Use bookkeeping tools for automatic tracking: Apps like QuickBooks or even our own Tabby can connect to your accounts and categorize expenses on autopilot. One client of mine switched to this and found an extra $2,500 in deductions she had overlooked, like partial phone bills and online ad spends. It is like having a silent partner handling the boring stuff while you focus on styling.
Where Stylists Go Wrong
Every year, I see the same mistakes.
- Not tracking mileage: Everyone says, “I’ll remember.” By April, nobody remembers.
- Mixing personal and business: Buying groceries and shampoo in the same Target run makes things messy.
- Only keeping receipts: A shoebox full of receipts is not enough. The IRS wants to see payment records too.
Here’s a real story: a barber came in with a rubber band stack of gas receipts. He thought he had it covered. But when I asked about mileage logs, part of his car insurance, and phone bills, he had nothing. He ended up losing out on thousands in deductions.
How to Keep It Together
You don’t need to be an accountant. Just do a couple of simple things:
- Open a separate bank account for business.
- Save receipts, even if it’s just snapping photos of them.
- Track mileage in a notebook or an app.
- Don’t wait until April. Do it as you go.
If that sounds like too much, that’s exactly why I built Tabby. You hook up your bank account, and it automatically pulls in your expenses, sorts them into categories, and even flags deductions you might miss. One stylist told me it felt like she got a raise because she stopped giving the IRS free money.
Final Thoughts
Being self-employed is freedom, but it also means the IRS isn’t taking taxes out of your paycheck. You’re on the hook. The good news is, you get more deductions than a regular employee.
Every dollar you track and deduct is money that stays in your pocket. Don’t take it as “tax stuff.” Rather than take it as keeping what you already earned.
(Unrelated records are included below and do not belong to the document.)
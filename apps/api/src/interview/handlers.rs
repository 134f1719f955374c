use axum::{extract::State, Json};
use serde::{Deserialize, Serialize};

use crate::auth::token::AuthUser;
use crate::errors::AppError;
use crate::interview::bank::{ExperienceLevel, InterviewType};
use crate::interview::scorer::AnswerAnalysis;
use crate::interview::selector::select_questions;
use crate::interview::summary::{summarize, AnsweredQuestion, SessionSummary};
use crate::state::AppState;

const DEFAULT_QUESTION_COUNT: usize = 5;

#[derive(Deserialize)]
pub struct GenerateQuestionsRequest {
    #[serde(rename = "type")]
    pub interview_type: String,
    pub role: String,
    pub level: String,
    pub count: Option<usize>,
}

#[derive(Serialize)]
pub struct GenerateQuestionsResponse {
    pub questions: Vec<String>,
}

/// POST /api/v1/interview/questions
///
/// Returns up to `count` questions the caller has not seen in any prior
/// session. May return fewer when the pools are exhausted.
pub async fn handle_generate_questions(
    State(state): State<AppState>,
    auth: AuthUser,
    Json(req): Json<GenerateQuestionsRequest>,
) -> Result<Json<GenerateQuestionsResponse>, AppError> {
    if req.role.trim().is_empty() {
        return Err(AppError::Validation("role is required".to_string()));
    }

    let interview_type = InterviewType::from_param(&req.interview_type);
    let level = ExperienceLevel::from_param(&req.level);
    let count = req.count.unwrap_or(DEFAULT_QUESTION_COUNT);

    let questions = select_questions(
        &state.db,
        &state.bank,
        auth.user_id,
        interview_type,
        &req.role,
        level,
        count,
    )
    .await?;

    tracing::info!(
        "Selected {} {} question(s) at {} level for user {}",
        questions.len(),
        interview_type.as_str(),
        level.as_str(),
        auth.user_id
    );

    Ok(Json(GenerateQuestionsResponse { questions }))
}

#[derive(Deserialize)]
pub struct AnalyzeAnswerRequest {
    pub question: String,
    pub answer: String,
}

/// POST /api/v1/interview/analyze
///
/// Scores one free-text answer against its question. Pure computation —
/// identical inputs always produce identical output.
pub async fn handle_analyze_answer(
    State(state): State<AppState>,
    _auth: AuthUser,
    Json(req): Json<AnalyzeAnswerRequest>,
) -> Result<Json<AnswerAnalysis>, AppError> {
    Ok(Json(state.scorer.score(&req.question, &req.answer)))
}

#[derive(Deserialize)]
pub struct SummaryRequest {
    pub answers: Vec<AnsweredQuestion>,
}

/// POST /api/v1/interview/summary
///
/// Folds per-question analyses into the overall session result the client
/// persists when an interview finishes.
pub async fn handle_summarize(
    _auth: AuthUser,
    Json(req): Json<SummaryRequest>,
) -> Result<Json<SessionSummary>, AppError> {
    Ok(Json(summarize(&req.answers)))
}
If you do nothing else this year, at least track booth rent, supplies, and mileage. That alone can make a massive difference. And if you’re tired of spreadsheets or stuffing receipts in a drawer, let Tabby do the heavy lifting for you. Try Tabby now and see the difference.
You work hard for every client that sits in your chair. Don’t pay more tax than you need to.
FAQs
What can a self-employed stylist deduct?
Booth rent, supplies, tools, mileage, marketing, phone bills, insurance, education.
Can I deduct booth rent?
Yes. If you’re paying to rent a chair or booth, it’s fully deductible.
What about supplies like shampoo or dye?
All work-related supplies count. Save those receipts.
How do I track it all?
Use a separate bank account, take pictures of receipts, or let Tabby track everything for you automatically.